Exercise instructions –
The data is to be reproduced in full and without error.

Provided data –
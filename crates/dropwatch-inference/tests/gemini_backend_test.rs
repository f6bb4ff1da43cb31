//! HTTP-level tests for the Gemini backend against a mock server.

use std::sync::Arc;
use std::time::Duration;

use dropwatch_core::{
    EmbeddingBackend, EmbeddingRequest, Error, GenerationBackend, GenerationRequest,
    ShutdownSignal,
};
use dropwatch_inference::gemini::{GeminiBackend, GeminiConfig};
use dropwatch_inference::{ExtractionClient, RetryPolicy};
use wiremock::matchers::{body_partial_json, header, method, path};
use wiremock::{Mock, MockServer, ResponseTemplate};

fn backend_for(server: &MockServer) -> GeminiBackend {
    GeminiBackend::new(GeminiConfig {
        base_url: server.uri(),
        api_key: "test-key".to_string(),
        gen_model: "gemini-test".to_string(),
        embed_model: "embed-test".to_string(),
        embed_dimension: 4,
        timeout_seconds: 5,
    })
    .expect("backend")
}

fn gen_request(prompt: &str) -> GenerationRequest {
    GenerationRequest {
        model: "gemini-test".to_string(),
        prompt: prompt.to_string(),
    }
}

#[tokio::test]
async fn test_generation_sends_key_and_returns_text() {
    let server = MockServer::start().await;
    Mock::given(method("POST"))
        .and(path("/models/gemini-test:generateContent"))
        .and(header("x-goog-api-key", "test-key"))
        .and(body_partial_json(serde_json::json!({
            "contents": [{"role": "user", "parts": [{"text": "hello"}]}]
        })))
        .respond_with(ResponseTemplate::new(200).set_body_json(serde_json::json!({
            "candidates": [{
                "content": {"role": "model", "parts": [{"text": "{\"identified_projects\": []}"}]},
                "finishReason": "STOP"
            }]
        })))
        .expect(1)
        .mount(&server)
        .await;

    let generation = backend_for(&server)
        .generate(&gen_request("hello"))
        .await
        .expect("generation");
    assert!(generation.has_content);
    assert_eq!(generation.text, "{\"identified_projects\": []}");
}

#[tokio::test]
async fn test_generation_block_reason_surfaces() {
    let server = MockServer::start().await;
    Mock::given(method("POST"))
        .and(path("/models/gemini-test:generateContent"))
        .respond_with(ResponseTemplate::new(200).set_body_json(serde_json::json!({
            "promptFeedback": {"blockReason": "SAFETY"}
        })))
        .mount(&server)
        .await;

    let generation = backend_for(&server)
        .generate(&gen_request("x"))
        .await
        .expect("generation");
    assert!(!generation.has_content);
    assert_eq!(generation.block_reason.as_deref(), Some("SAFETY"));
}

#[tokio::test]
async fn test_rate_limit_parses_retry_info() {
    let server = MockServer::start().await;
    Mock::given(method("POST"))
        .and(path("/models/gemini-test:generateContent"))
        .respond_with(ResponseTemplate::new(429).set_body_json(serde_json::json!({
            "error": {
                "code": 429,
                "message": "Resource has been exhausted (e.g. check quota).",
                "status": "RESOURCE_EXHAUSTED",
                "details": [{
                    "@type": "type.googleapis.com/google.rpc.RetryInfo",
                    "retryDelay": "37s"
                }]
            }
        })))
        .mount(&server)
        .await;

    let err = backend_for(&server)
        .generate(&gen_request("x"))
        .await
        .unwrap_err();
    assert!(err.is_rate_limited());
    assert_eq!(err.retry_after(), Some(Duration::from_secs(37)));
}

#[tokio::test]
async fn test_rate_limit_falls_back_to_retry_after_header() {
    let server = MockServer::start().await;
    Mock::given(method("POST"))
        .and(path("/models/gemini-test:generateContent"))
        .respond_with(
            ResponseTemplate::new(429)
                .insert_header("Retry-After", "12")
                .set_body_string("slow down"),
        )
        .mount(&server)
        .await;

    let err = backend_for(&server)
        .generate(&gen_request("x"))
        .await
        .unwrap_err();
    assert!(err.is_rate_limited());
    assert_eq!(err.retry_after(), Some(Duration::from_secs(12)));
}

#[tokio::test]
async fn test_server_error_is_not_rate_limit() {
    let server = MockServer::start().await;
    Mock::given(method("POST"))
        .and(path("/models/gemini-test:generateContent"))
        .respond_with(ResponseTemplate::new(500).set_body_json(serde_json::json!({
            "error": {"code": 500, "message": "internal", "status": "INTERNAL"}
        })))
        .mount(&server)
        .await;

    let err = backend_for(&server)
        .generate(&gen_request("x"))
        .await
        .unwrap_err();
    assert!(matches!(err, Error::Inference(_)));
}

#[tokio::test]
async fn test_embedding_request_shape() {
    let server = MockServer::start().await;
    Mock::given(method("POST"))
        .and(path("/models/embed-test:embedContent"))
        .and(header("x-goog-api-key", "test-key"))
        .and(body_partial_json(serde_json::json!({
            "model": "models/embed-test",
            "content": {"parts": [{"text": "Project: Alpha"}]},
            "taskType": "RETRIEVAL_DOCUMENT"
        })))
        .respond_with(ResponseTemplate::new(200).set_body_json(serde_json::json!({
            "embedding": {"values": [0.1, 0.2, 0.3, 0.4]}
        })))
        .expect(1)
        .mount(&server)
        .await;

    let vector = backend_for(&server)
        .embed(&EmbeddingRequest {
            model: "embed-test".to_string(),
            text: "Project: Alpha".to_string(),
            task_type: "RETRIEVAL_DOCUMENT".to_string(),
        })
        .await
        .expect("embedding");
    assert_eq!(vector.as_slice().len(), 4);
}

#[tokio::test]
async fn test_embedding_error_maps_to_embedding_variant() {
    let server = MockServer::start().await;
    Mock::given(method("POST"))
        .and(path("/models/embed-test:embedContent"))
        .respond_with(ResponseTemplate::new(400).set_body_json(serde_json::json!({
            "error": {"code": 400, "message": "bad", "status": "INVALID_ARGUMENT"}
        })))
        .mount(&server)
        .await;

    let err = backend_for(&server)
        .embed(&EmbeddingRequest {
            model: "embed-test".to_string(),
            text: "x".to_string(),
            task_type: "RETRIEVAL_DOCUMENT".to_string(),
        })
        .await
        .unwrap_err();
    assert!(matches!(err, Error::Embedding(_)));
}

#[tokio::test]
async fn test_extraction_client_retries_over_http() {
    let server = MockServer::start().await;
    Mock::given(method("POST"))
        .and(path("/models/gemini-test:generateContent"))
        .respond_with(ResponseTemplate::new(429).set_body_json(serde_json::json!({
            "error": {"code": 429, "message": "quota", "status": "RESOURCE_EXHAUSTED"}
        })))
        .up_to_n_times(1)
        .mount(&server)
        .await;
    Mock::given(method("POST"))
        .and(path("/models/gemini-test:generateContent"))
        .respond_with(ResponseTemplate::new(200).set_body_json(serde_json::json!({
            "candidates": [{"content": {"parts": [{"text": "done"}]}}]
        })))
        .mount(&server)
        .await;

    let policy = RetryPolicy {
        default_wait: Duration::from_millis(10),
        min_wait: Duration::from_millis(1),
        ..RetryPolicy::default()
    };
    let client = ExtractionClient::new(Arc::new(backend_for(&server)), policy);
    let text = client
        .extract("prompt", "https://t.me/c/1/2", &ShutdownSignal::never())
        .await
        .expect("extraction");
    assert_eq!(text, "done");
}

Output for this task –
filename crates/dropwatch-inference/tests/gemini_backend_test.rs
repository f6bb4ff1da43cb31
//! HTTP-level tests for the Gemini backend against a mock server.

use std::sync::Arc;
use std::time::Duration;

use dropwatch_core::{
    EmbeddingBackend, EmbeddingRequest, Error, GenerationBackend, GenerationRequest,
    ShutdownSignal,
};
use dropwatch_inference::gemini::{GeminiBackend, GeminiConfig};
use dropwatch_inference::{ExtractionClient, RetryPolicy};
use wiremock::matchers::{body_partial_json, header, method, path};
use wiremock::{Mock, MockServer, ResponseTemplate};

fn backend_for(server: &MockServer) -> GeminiBackend {
    GeminiBackend::new(GeminiConfig {
        base_url: server.uri(),
        api_key: "test-key".to_string(),
        gen_model: "gemini-test".to_string(),
        embed_model: "embed-test".to_string(),
        embed_dimension: 4,
        timeout_seconds: 5,
    })
    .expect("backend")
}

fn gen_request(prompt: &str) -> GenerationRequest {
    GenerationRequest {
        model: "gemini-test".to_string(),
        prompt: prompt.to_string(),
    }
}

#[tokio::test]
async fn test_generation_sends_key_and_returns_text() {
    let server = MockServer::start().await;
    Mock::given(method("POST"))
        .and(path("/models/gemini-test:generateContent"))
        .and(header("x-goog-api-key", "test-key"))
        .and(body_partial_json(serde_json::json!({
            "contents": [{"role": "user", "parts": [{"text": "hello"}]}]
        })))
        .respond_with(ResponseTemplate::new(200).set_body_json(serde_json::json!({
            "candidates": [{
                "content": {"role": "model", "parts": [{"text": "{\"identified_projects\": []}"}]},
                "finishReason": "STOP"
            }]
        })))
        .expect(1)
        .mount(&server)
        .await;

    let generation = backend_for(&server)
        .generate(&gen_request("hello"))
        .await
        .expect("generation");
    assert!(generation.has_content);
    assert_eq!(generation.text, "{\"identified_projects\": []}");
}

#[tokio::test]
async fn test_generation_block_reason_surfaces() {
    let server = MockServer::start().await;
    Mock::given(method("POST"))
        .and(path("/models/gemini-test:generateContent"))
        .respond_with(ResponseTemplate::new(200).set_body_json(serde_json::json!({
            "promptFeedback": {"blockReason": "SAFETY"}
        })))
        .mount(&server)
        .await;

    let generation = backend_for(&server)
        .generate(&gen_request("x"))
        .await
        .expect("generation");
    assert!(!generation.has_content);
    assert_eq!(generation.block_reason.as_deref(), Some("SAFETY"));
}

#[tokio::test]
async fn test_rate_limit_parses_retry_info() {
    let server = MockServer::start().await;
    Mock::given(method("POST"))
        .and(path("/models/gemini-test:generateContent"))
        .respond_with(ResponseTemplate::new(429).set_body_json(serde_json::json!({
            "error": {
                "code": 429,
                "message": "Resource has been exhausted (e.g. check quota).",
                "status": "RESOURCE_EXHAUSTED",
                "details": [{
                    "@type": "type.googleapis.com/google.rpc.RetryInfo",
                    "retryDelay": "37s"
                }]
            }
        })))
        .mount(&server)
        .await;

    let err = backend_for(&server)
        .generate(&gen_request("x"))
        .await
        .unwrap_err();
    assert!(err.is_rate_limited());
    assert_eq!(err.retry_after(), Some(Duration::from_secs(37)));
}

#[tokio::test]
async fn test_rate_limit_falls_back_to_retry_after_header() {
    let server = MockServer::start().await;
    Mock::given(method("POST"))
        .and(path("/models/gemini-test:generateContent"))
        .respond_with(
            ResponseTemplate::new(429)
                .insert_header("Retry-After", "12")
                .set_body_string("slow down"),
        )
        .mount(&server)
        .await;

    let err = backend_for(&server)
        .generate(&gen_request("x"))
        .await
        .unwrap_err();
    assert!(err.is_rate_limited());
    assert_eq!(err.retry_after(), Some(Duration::from_secs(12)));
}

#[tokio::test]
async fn test_server_error_is_not_rate_limit() {
    let server = MockServer::start().await;
    Mock::given(method("POST"))
        .and(path("/models/gemini-test:generateContent"))
        .respond_with(ResponseTemplate::new(500).set_body_json(serde_json::json!({
            "error": {"code": 500, "message": "internal", "status": "INTERNAL"}
        })))
        .mount(&server)
        .await;

    let err = backend_for(&server)
        .generate(&gen_request("x"))
        .await
        .unwrap_err();
    assert!(matches!(err, Error::Inference(_)));
}

#[tokio::test]
async fn test_embedding_request_shape() {
    let server = MockServer::start().await;
    Mock::given(method("POST"))
        .and(path("/models/embed-test:embedContent"))
        .and(header("x-goog-api-key", "test-key"))
        .and(body_partial_json(serde_json::json!({
            "model": "models/embed-test",
            "content": {"parts": [{"text": "Project: Alpha"}]},
            "taskType": "RETRIEVAL_DOCUMENT"
        })))
        .respond_with(ResponseTemplate::new(200).set_body_json(serde_json::json!({
            "embedding": {"values": [0.1, 0.2, 0.3, 0.4]}
        })))
        .expect(1)
        .mount(&server)
        .await;

    let vector = backend_for(&server)
        .embed(&EmbeddingRequest {
            model: "embed-test".to_string(),
            text: "Project: Alpha".to_string(),
            task_type: "RETRIEVAL_DOCUMENT".to_string(),
        })
        .await
        .expect("embedding");
    assert_eq!(vector.as_slice().len(), 4);
}

#[tokio::test]
async fn test_embedding_error_maps_to_embedding_variant() {
    let server = MockServer::start().await;
    Mock::given(method("POST"))
        .and(path("/models/embed-test:embedContent"))
        .respond_with(ResponseTemplate::new(400).set_body_json(serde_json::json!({
            "error": {"code": 400, "message": "bad", "status": "INVALID_ARGUMENT"}
        })))
        .mount(&server)
        .await;

    let err = backend_for(&server)
        .embed(&EmbeddingRequest {
            model: "embed-test".to_string(),
            text: "x".to_string(),
            task_type: "RETRIEVAL_DOCUMENT".to_string(),
        })
        .await
        .unwrap_err();
    assert!(matches!(err, Error::Embedding(_)));
}

#[tokio::test]
async fn test_extraction_client_retries_over_http() {
    let server = MockServer::start().await;
    Mock::given(method("POST"))
        .and(path("/models/gemini-test:generateContent"))
        .respond_with(ResponseTemplate::new(429).set_body_json(serde_json::json!({
            "error": {"code": 429, "message": "quota", "status": "RESOURCE_EXHAUSTED"}
        })))
        .up_to_n_times(1)
        .mount(&server)
        .await;
    Mock::given(method("POST"))
        .and(path("/models/gemini-test:generateContent"))
        .respond_with(ResponseTemplate::new(200).set_body_json(serde_json::json!({
            "candidates": [{"content": {"parts": [{"text": "done"}]}}]
        })))
        .mount(&server)
        .await;

    let policy = RetryPolicy {
        default_wait: Duration::from_millis(10),
        min_wait: Duration::from_millis(1),
        ..RetryPolicy::default()
    };
    let client = ExtractionClient::new(Arc::new(backend_for(&server)), policy);
    let text = client
        .extract("prompt", "https://t.me/c/1/2", &ShutdownSignal::never())
        .await
        .expect("extraction");
    assert_eq!(text, "done");
}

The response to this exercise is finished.